Before we were able to put a stop to the feverish turmoil of the taking of a city, before we were able to suspend that delirium and see it as a thing apart from ourselves, even before we learned to tell ourselves the battle was over and that we had become rich because of it, by then we no longer had any money of our own, no longer a new shirt or a length of silk or linen or even a bit of common cloth! Nor did we realize that the end of that story had already caught up with us when we felt the necessity surging up of undertaking yet another assault somewhere.… The afternoons, then, raised the red banner of the attack, every afternoon, and each dawn as well, that huge banner waving before our eyes; and although others might not understand what this impassioned red thing was, all enveloped in the colors of the Caribbean Sea, we knew the red was the signal for a fight, that we pirates would have to keep on fighting, destroying, that our time was not yet done with, not quite … that we had to go on with a musket in each hand and a knife clenched between our teeth, although we were already being phased out, feeling everything as occurring too late, escaped from time, the only certain thing for us being the dark, drowsy wrath of the alcohol, since even though completely submerged in it, the pirate never forgets that, before all things, he is one of the Brethren of the Coast, as Mansfield discovered during the capture of Santiago, an inland city.
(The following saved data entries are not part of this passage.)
#[cfg(test)]
mod tests {
    use super::*;
    use crate::grader::MatchMode;
    use serde_json::json;

    fn state_with_accounts(ids: &[&str]) -> RunState {
        let mut state = RunState::new();
        for id in ids {
            state.record_account(*id);
        }
        state
    }

    #[test]
    fn test_resolve_literal_probe() {
        let probe = ProbeSpec::new("ping", "Health", Method::Get, "/test/ping");
        let resolved = probe.resolve(&RunState::new()).unwrap();
        assert_eq!(resolved.requests.len(), 1);
        assert_eq!(resolved.requests[0].path, "/test/ping");
        assert!(resolved.requests[0].body.is_none());
    }

    #[test]
    fn test_resolve_account_placeholder_in_path() {
        let probe = ProbeSpec::new("get", "Accounts", Method::Get, "/accounts/${account[1]}");
        let resolved = probe.resolve(&state_with_accounts(&["A1", "A2"])).unwrap();
        assert_eq!(resolved.requests[0].path, "/accounts/A2");
    }

    #[test]
    fn test_resolve_placeholders_in_body() {
        let probe = ProbeSpec::new("tx", "Transactions", Method::Post, "/transactions").with_body(
            json!({
                "source_account_id": "${account[0]}",
                "destination_account_id": "${account[1]}",
                "amount": 100.25,
                "tags": ["from-${account[0]}"]
            }),
        );
        let resolved = probe.resolve(&state_with_accounts(&["A1", "A2"])).unwrap();
        assert_eq!(
            resolved.requests[0].body,
            Some(json!({
                "source_account_id": "A1",
                "destination_account_id": "A2",
                "amount": 100.25,
                "tags": ["from-A1"]
            }))
        );
    }

    #[test]
    fn test_unmet_dependency_names_missing_identifier() {
        let probe = ProbeSpec::new("tx", "Transactions", Method::Post, "/transactions")
            .with_body(json!({"destination_account_id": "${account[1]}"}));
        let err = probe.resolve(&state_with_accounts(&["A1"])).unwrap_err();
        assert_eq!(
            err,
            ResolveError::DependencyUnmet {
                kind: IdKind::Account,
                needed: 2,
                available: 1
            }
        );
        assert_eq!(err.to_string(), "requires account #2 but only 1 recorded");
    }

    #[test]
    fn test_fallback_used_when_absent() {
        let probe = ProbeSpec::new("dup", "Accounts", Method::Post, "/accounts")
            .with_body(json!({"account_id": "${account[0]|DUPLICATE_TEST}"}));

        let resolved = probe.resolve(&RunState::new()).unwrap();
        assert_eq!(
            resolved.requests[0].body,
            Some(json!({"account_id": "DUPLICATE_TEST"}))
        );

        let resolved = probe.resolve(&state_with_accounts(&["A1"])).unwrap();
        assert_eq!(resolved.requests[0].body, Some(json!({"account_id": "A1"})));
    }

    #[test]
    fn test_transaction_placeholder() {
        let mut state = RunState::new();
        state.record_transaction("T1");
        let probe = ProbeSpec::new("get", "Transactions", Method::Get, "/transactions/${transaction[0]}");
        assert_eq!(probe.resolve(&state).unwrap().requests[0].path, "/transactions/T1");

        let err = probe.resolve(&RunState::new()).unwrap_err();
        assert_eq!(err.to_string(), "requires transaction #1 but only 0 recorded");
    }

    #[test]
    fn test_unique_is_stable_within_probe() {
        let probe = ProbeSpec::new("create", "Accounts", Method::Post, "/accounts")
            .with_body(json!({"account_id": "${unique:TEST_ACC}"}))
            .expect(ExpectationDescriptor::optional_field("account_id", "${unique:TEST_ACC}"));

        let resolved = probe.resolve(&RunState::new()).unwrap();
        let sent = resolved.requests[0].body.as_ref().unwrap()["account_id"]
            .as_str()
            .unwrap()
            .to_string();
        assert!(sent.starts_with("TEST_ACC_"));
        assert_eq!(
            resolved.expectations[0],
            ExpectationDescriptor::optional_field("account_id", sent.as_str())
        );
    }

    #[test]
    fn test_unique_id_shape() {
        let id = unique_id("NON_EXISTENT");
        let parts: Vec<&str> = id.rsplitn(3, '_').collect();
        let suffix: u16 = parts[0].parse().unwrap();
        assert!((1000..=9999).contains(&suffix));
        assert!(parts[1].parse::<i64>().is_ok());
        assert_eq!(parts[2], "NON_EXISTENT");
    }

    #[test]
    fn test_non_field_expectations_pass_through() {
        let probe = ProbeSpec::new("neg", "Accounts", Method::Post, "/accounts")
            .expect(ExpectationDescriptor::exact_status(400))
            .expect(ExpectationDescriptor::error_code("${account[5]}", MatchMode::Exact));
        let resolved = probe.resolve(&RunState::new()).unwrap();
        assert_eq!(resolved.expectations, probe.expectations);
    }

    #[test]
    fn test_unknown_placeholder_left_untouched() {
        let probe = ProbeSpec::new("odd", "Accounts", Method::Get, "/accounts/${customer[0]}");
        let resolved = probe.resolve(&RunState::new()).unwrap();
        assert_eq!(resolved.requests[0].path, "/accounts/${customer[0]}");
    }

    #[test]
    fn test_captures_request_and_response_ids_on_success() {
        let probe = ProbeSpec::new("tx", "Transactions", Method::Post, "/transactions")
            .capture(Capture::account_from_request("account_id"))
            .capture(Capture::transaction_from_response("transaction_id"));
        let request = ResolvedRequest {
            method: Method::Post,
            path: "/transactions".to_string(),
            body: Some(json!({"account_id": "A1"})),
        };

        let response = RawResponse::json(200, json!({"transaction_id": "T9"}));
        assert_eq!(
            probe.captured_ids(&request, &response),
            vec![
                (IdKind::Account, "A1".to_string()),
                (IdKind::Transaction, "T9".to_string())
            ]
        );

        let rejected = RawResponse::json(400, json!({"transaction_id": "T9"}));
        assert!(probe.captured_ids(&request, &rejected).is_empty());
    }

    #[test]
    fn test_capture_skips_missing_fields() {
        let probe = ProbeSpec::new("tx", "Transactions", Method::Post, "/transactions")
            .capture(Capture::transaction_from_response("transaction_id"));
        let request = ResolvedRequest {
            method: Method::Post,
            path: "/transactions".to_string(),
            body: None,
        };
        let response = RawResponse::new(200, "not json");
        assert!(probe.captured_ids(&request, &response).is_empty());
    }

    #[test]
    fn test_quorum() {
        assert!(Quorum::All.is_met(2, 2));
        assert!(!Quorum::All.is_met(1, 2));
        assert!(Quorum::AtLeast(1).is_met(1, 2));
        assert!(!Quorum::AtLeast(1).is_met(0, 2));
    }

    #[test]
    fn test_probe_without_requests_does_not_resolve() {
        let mut probe = ProbeSpec::new("empty", "Health", Method::Get, "/test/ping");
        probe.requests.clear();

        let err = probe.resolve(&RunState::new()).unwrap_err();
        assert_eq!(err, ResolveError::NoRequests);
        assert!(!err.is_unmet_dependency());
    }

    #[test]
    fn test_placeholder_pattern_compiles() {
        assert!(placeholder_regex().is_ok());
        assert!(
            !ResolveError::InvalidPattern("unclosed group".to_string()).is_unmet_dependency()
        );
    }

    #[test]
    fn test_matches_filter() {
        let probe = ProbeSpec::new("Account Retrieval - Success", "Accounts", Method::Get, "/");
        assert!(probe.matches_filter("retrieval"));
        assert!(probe.matches_filter("ACCOUNTS"));
        assert!(!probe.matches_filter("transaction"));
    }
}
After he had taken it, when they had already brought in and piled up all its riches, the freebooters launched into celebrating their triumph in Santiago itself, sharing the glory with the defeated inhabitants. They got everyone drunk, young and old, even the children, by making them gulp it down right from the barrels that had been made there to sell. With the conquered city in a state of intoxication, they forced the rich to dance for the amusement of the poor, and made them also parade their daddy’s little darlings around in loose, open dress, an invitation to be stopped and screwed by whoever (drunk and shouting) wished to. They ripped the buttons off the pants of the governor (for whom they had already received ransom money) who yet went around everywhere, fully drunk, shouting orders, trying to impose order with his pants at half-mast and slurring his words, since he could hardly speak for all the alcohol they had forced him to drink.

Still in a fervid state, the pirates undertook their retreat laden with copious loot, making their way toward the beach where they had left their ships; but a party of sober citizens under command of the still-intoxicated governor tried to stop them and would have been able to do so were it not that Mansfield and his Brothers, though enveloped in the cloud of rum that obfuscated their movements, were still living through the moment of the struggle when, making such good use of their wit and their forces, they had figured out how to make Santiago theirs in the first place. They had another exchange with the Spaniards and kidnapped the governor once more, and both sides began shooting until all their guns fell silent: both sides had run out of gunpowder. Then they launched into all sorts of invectives, the pirates demanding a new ransom for the governor; but there came a moment when they no longer heard any reply: the Spaniards, weary of the verbal war, were not answering; they had withdrawn.